Book Review: The Solitary Summer by Elizabeth Von Arnim

The Solitary SummerThe Solitary Summer by Elizabeth von Arnim

My rating: 5 of 5 stars

I began this book in October 2015, however had to set aside by page 34 due to problems with my eyes. I coincidentally picked almost exactly a year later, when I was able to read again. During my first go, I noted, “Very wise – many quotes could be pulled from the pages,” and then followed this with two:

pg. 4: “They found it dull, I know, but that of course was their own fault; how can you make a person happy against his will? You can knock a great deal into him in the way of learning and what the schools call extras, but if you try for ever you will not knock any happiness into a being who has not got it in him to be happy. The only result probably would be that you knock your own out of yourself. Obviously happiness must come from within, and not from without; and judging from my past experience and my present sensations, I should say that I have a store just now within me more than sufficient to fill five quiet months.”

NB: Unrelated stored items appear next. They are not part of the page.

//! Generic entity repository over SQLite.
//! Entity types describe their table and key; the repository does the rest.

pub mod config;
pub mod db;
pub mod executor;
pub mod logging;
pub mod model;
pub mod repo;
pub mod schema;

pub use config::{ConfigError, CoreConfig, DatabaseConfig, LogConfig};
pub use db::{open_db, open_db_in_memory, open_db_with_config, DbError, DbResult};
pub use executor::{Bind, Filter, QueryExecutor, SelectQuery, SqliteExecutor, TableNaming};
pub use logging::{default_log_level, init_logging, logging_status};
pub use model::entity::{DeleteTarget, Descriptor, Entity, Payload, PrimaryKey};
pub use model::record::{record, text, Record, Value};
pub use repo::entity_repo::{EntityRepository, SetQuery, SqliteEntityRepository};
pub use repo::{RepoError, RepoResult};
pub use schema::{ColumnSpec, ColumnType, SchemaAccessor, TableSpec};

/// Returns the core crate version.
pub fn core_version() -> &'static str {
    env!("CARGO_PKG_VERSION")
}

pg. 32: “I know what I would do if I were both poor and genteel — the gentility should go to the place of all good iliities, including utility, respectability, and imbecility, and I would sit, quite frankly poor, with a piece of bread, and a pot of geraniums, and a book. I conclude that if I did without the things erroneously supposed necessary to decency I might be able to afford a geranium, because I see them so often in the windows of cottages where there is little else; and if I preferred such inexpensive indulgences as thinking and reading and wandering in the fields to the doubtful gratification arising from kept-up appearances (always for the bedazzlement of the people opposite, and therefore always vulgar), I believe I should have enough left over to buy a radish to eat with my bread; and if the weather were fine, and I could eat it under a tree, and give a robin some crumbs in return for his cheeriness, would there be another creature in the world so happy? I know there would not.

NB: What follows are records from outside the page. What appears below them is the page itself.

//! Table structure helper: existence checks, column listing and DDL.
//!
//! # Responsibility
//! - Let repositories validate that their table exists with key columns.
//! - Create entity tables from a declarative `TableSpec`.
//!
//! # Invariants
//! - `TableSpec::name` is logical; implementations resolve it the same way
//!   the query executor does.
//! - DDL is idempotent (`CREATE TABLE IF NOT EXISTS`).

use crate::db::{DbError, DbResult};
use crate::executor::{quote_identifier, SqliteExecutor};
use log::info;

/// Schema-level collaborator of the generic repository.
pub trait SchemaAccessor {
    /// Physical name for a logical table name.
    fn physical_table_name(&self, logical: &str) -> String;
    fn table_exists(&self, table: &str) -> DbResult<bool>;
    /// Column names of `table` in declaration order; empty if it does not exist.
    fn table_columns(&self, table: &str) -> DbResult<Vec<String>>;
    fn create_table(&self, spec: &TableSpec) -> DbResult<()>;
}

/// SQLite storage class declared for a column.
#[derive(Debug, Clone, Copy, PartialEq, Eq)]
pub enum ColumnType {
    Integer,
    Real,
    Text,
    Blob,
}

impl ColumnType {
    fn as_sql(self) -> &'static str {
        match self {
            Self::Integer => "INTEGER",
            Self::Real => "REAL",
            Self::Text => "TEXT",
            Self::Blob => "BLOB",
        }
    }
}

#[derive(Debug, Clone, PartialEq, Eq)]
pub struct ColumnSpec {
    pub name: String,
    pub column_type: ColumnType,
    pub nullable: bool,
    /// Only valid on a sole `INTEGER` primary key column.
    pub auto_increment: bool,
}

/// Declarative table definition.
#[derive(Debug, Clone, PartialEq, Eq)]
pub struct TableSpec {
    pub name: String,
    pub columns: Vec<ColumnSpec>,
    pub primary_key: Vec<String>,
}

impl TableSpec {
    pub fn new(name: impl Into<String>) -> Self {
        Self {
            name: name.into(),
            columns: Vec::new(),
            primary_key: Vec::new(),
        }
    }

    /// Adds a `NOT NULL` column.
    pub fn column(self, name: impl Into<String>, column_type: ColumnType) -> Self {
        self.push_column(name, column_type, false, false)
    }

    pub fn nullable_column(self, name: impl Into<String>, column_type: ColumnType) -> Self {
        self.push_column(name, column_type, true, false)
    }

    /// Adds an `INTEGER PRIMARY KEY AUTOINCREMENT` column and makes it the key.
    pub fn auto_increment_key(mut self, name: impl Into<String>) -> Self {
        let name = name.into();
        self.primary_key = vec![name.clone()];
        self.push_column(name, ColumnType::Integer, false, true)
    }

    pub fn primary_key(mut self, columns: &[&str]) -> Self {
        self.primary_key = columns.iter().map(|column| column.to_string()).collect();
        self
    }

    fn push_column(
        mut self,
        name: impl Into<String>,
        column_type: ColumnType,
        nullable: bool,
        auto_increment: bool,
    ) -> Self {
        self.columns.push(ColumnSpec {
            name: name.into(),
            column_type,
            nullable,
            auto_increment,
        });
        self
    }

    /// Renders `CREATE TABLE IF NOT EXISTS` for `physical_name`.
    ///
    /// # Errors
    /// Returns `DbError::InvalidSchema` when the definition has no columns,
    /// names an unknown key column, or misuses `auto_increment`.
    pub fn to_sql(&self, physical_name: &str) -> DbResult<String> {
        if self.columns.is_empty() {
            return Err(DbError::InvalidSchema(format!(
                "table `{}` declares no columns",
                self.name
            )));
        }
        for key in &self.primary_key {
            if !self.columns.iter().any(|column| &column.name == key) {
                return Err(DbError::InvalidSchema(format!(
                    "primary key column `{key}` is not declared in table `{}`",
                    self.name
                )));
            }
        }

        let inline_key = self.inline_auto_increment_key()?;
        let mut definitions = Vec::with_capacity(self.columns.len() + 1);
        for column in &self.columns {
            let mut definition = format!(
                "{} {}",
                quote_identifier(&column.name),
                column.column_type.as_sql()
            );
            if inline_key == Some(column.name.as_str()) {
                definition.push_str(" PRIMARY KEY AUTOINCREMENT");
            } else if !column.nullable {
                definition.push_str(" NOT NULL");
            }
            definitions.push(definition);
        }
        if inline_key.is_none() && !self.primary_key.is_empty() {
            let key_columns = self
                .primary_key
                .iter()
                .map(|column| quote_identifier(column))
                .collect::<Vec<_>>()
                .join(", ");
            definitions.push(format!("PRIMARY KEY ({key_columns})"));
        }

        Ok(format!(
            "CREATE TABLE IF NOT EXISTS {} (\n    {}\n)",
            quote_identifier(physical_name),
            definitions.join(",\n    ")
        ))
    }

    fn inline_auto_increment_key(&self) -> DbResult<Option<&str>> {
        let mut flagged = self.columns.iter().filter(|column| column.auto_increment);
        let Some(column) = flagged.next() else {
            return Ok(None);
        };
        let sole_integer_key = flagged.next().is_none()
            && column.column_type == ColumnType::Integer
            && self.primary_key.len() == 1
            && self.primary_key[0] == column.name;
        if !sole_integer_key {
            return Err(DbError::InvalidSchema(format!(
                "auto_increment in table `{}` requires a single INTEGER primary key column",
                self.name
            )));
        }
        Ok(Some(column.name.as_str()))
    }
}

impl SchemaAccessor for SqliteExecutor<'_> {
    fn physical_table_name(&self, logical: &str) -> String {
        self.naming().resolve(logical)
    }

    fn table_exists(&self, table: &str) -> DbResult<bool> {
        let exists: i64 = self.connection().query_row(
            "SELECT EXISTS(
                SELECT 1
                FROM sqlite_master
                WHERE type = 'table' AND name = ?1
            );",
            [table],
            |row| row.get(0),
        )?;
        Ok(exists == 1)
    }

    fn table_columns(&self, table: &str) -> DbResult<Vec<String>> {
        let mut stmt = self
            .connection()
            .prepare(&format!("PRAGMA table_info({});", quote_identifier(table)))?;
        let mut rows = stmt.query([])?;
        let mut columns = Vec::new();
        while let Some(row) = rows.next()? {
            columns.push(row.get::<_, String>(1)?);
        }
        Ok(columns)
    }

    fn create_table(&self, spec: &TableSpec) -> DbResult<()> {
        let physical = self.physical_table_name(&spec.name);
        let sql = spec.to_sql(&physical)?;
        self.connection().execute_batch(&sql)?;
        info!(
            "event=schema_create_table module=schema status=ok table={} columns={}",
            physical,
            spec.columns.len()
        );
        Ok(())
    }
}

Shortly after this I stopped and, as I mention above, resumed October 14, 2016. It’s a short book and I devoured the rest. My thought coming away was, for the first time in my 47 year (other than one of the Alcott girls), “if I could be anyone from the past, I think I should like to have been Elizabeth von Arnim.”

In her own words: (pg.73) “Keep quiet and say one’s prayers — certainly not merely the best, but the only things to do if one would be truly happy; but, ashamed of asking when I have received so much, the only form of prayer I would use would be a form of thanksgiving.”

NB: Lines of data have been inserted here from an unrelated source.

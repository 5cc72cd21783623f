//! Column/value mapping shared by executors and entity types.
//!
//! # Responsibility
//! - Carry row data between SQL statements and typed entities.
//! - Provide typed field accessors for entity materialization.
//!
//! # Invariants
//! - Iteration follows column-name order, so generated statements are stable.
//! - Accessors never coerce text to numbers; mismatches are `InvalidData`.

use crate::repo::{RepoError, RepoResult};
use std::collections::BTreeMap;

pub use rusqlite::types::Value;

/// Mapping from column name to scalar value, as read from or written to storage.
pub type Record = BTreeMap<String, Value>;

/// Builds a record from `(column, value)` pairs.
pub fn record<const N: usize>(fields: [(&str, Value); N]) -> Record {
    fields
        .into_iter()
        .map(|(column, value)| (column.to_string(), value))
        .collect()
}

/// Shorthand for `Value::Text`.
pub fn text(value: impl Into<String>) -> Value {
    Value::Text(value.into())
}

pub fn take_i64(record: &mut Record, column: &str) -> RepoResult<i64> {
    match record.remove(column) {
        Some(Value::Integer(value)) => Ok(value),
        other => Err(mismatch(column, "integer", other.as_ref())),
    }
}

pub fn take_opt_i64(record: &mut Record, column: &str) -> RepoResult<Option<i64>> {
    match record.remove(column) {
        None | Some(Value::Null) => Ok(None),
        Some(Value::Integer(value)) => Ok(Some(value)),
        Some(other) => Err(mismatch(column, "integer", Some(&other))),
    }
}

/// Reads a real column; integer storage is widened to `f64`.
pub fn take_f64(record: &mut Record, column: &str) -> RepoResult<f64> {
    match record.remove(column) {
        Some(Value::Real(value)) => Ok(value),
        Some(Value::Integer(value)) => Ok(value as f64),
        other => Err(mismatch(column, "real", other.as_ref())),
    }
}

pub fn take_text(record: &mut Record, column: &str) -> RepoResult<String> {
    match record.remove(column) {
        Some(Value::Text(value)) => Ok(value),
        other => Err(mismatch(column, "text", other.as_ref())),
    }
}

pub fn take_opt_text(record: &mut Record, column: &str) -> RepoResult<Option<String>> {
    match record.remove(column) {
        None | Some(Value::Null) => Ok(None),
        Some(Value::Text(value)) => Ok(Some(value)),
        Some(other) => Err(mismatch(column, "text", Some(&other))),
    }
}

pub fn take_blob(record: &mut Record, column: &str) -> RepoResult<Vec<u8>> {
    match record.remove(column) {
        Some(Value::Blob(value)) => Ok(value),
        other => Err(mismatch(column, "blob", other.as_ref())),
    }
}

/// Storage class name of a value, for diagnostics.
pub fn value_kind(value: &Value) -> &'static str {
    match value {
        Value::Null => "null",
        Value::Integer(_) => "integer",
        Value::Real(_) => "real",
        Value::Text(_) => "text",
        Value::Blob(_) => "blob",
    }
}

fn mismatch(column: &str, expected: &str, found: Option<&Value>) -> RepoError {
    let found = found.map_or("missing", value_kind);
    RepoError::InvalidData(format!(
        "column `{column}` expected {expected}, found {found}"
    ))
}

She was not a Buddhist, but she and her husband we voracious readers and she has a wide philosophy. This little book will stay near me.

Read 2015-2016, this book remains special to me.

From GoodReads: Hailed as “one of the three finest wits of her day,” the Countess Elizabeth von Arnim cemented her literary reputation with this companion work to her extraordinarily popular first novel, the semi-autobiographical Elizabeth and Her German Garden (also available from Cosimo Classics). First published in 1899, this is a proto-feminist account of one woman’s attempt to carve out of a space of her own-away from the husband she only half jokingly refers to as her “Man of Wrath”-in the rambling gardens of the family’s county estate. By turns bitingly satirical and achingly lovely, this will delight fans of von Armin’s friends and fellow writers E.M. Forster and Katherine Mansfield. British novelist ELIZABETH VON ARNIM (1866-1941) is also the author of Enchanted April.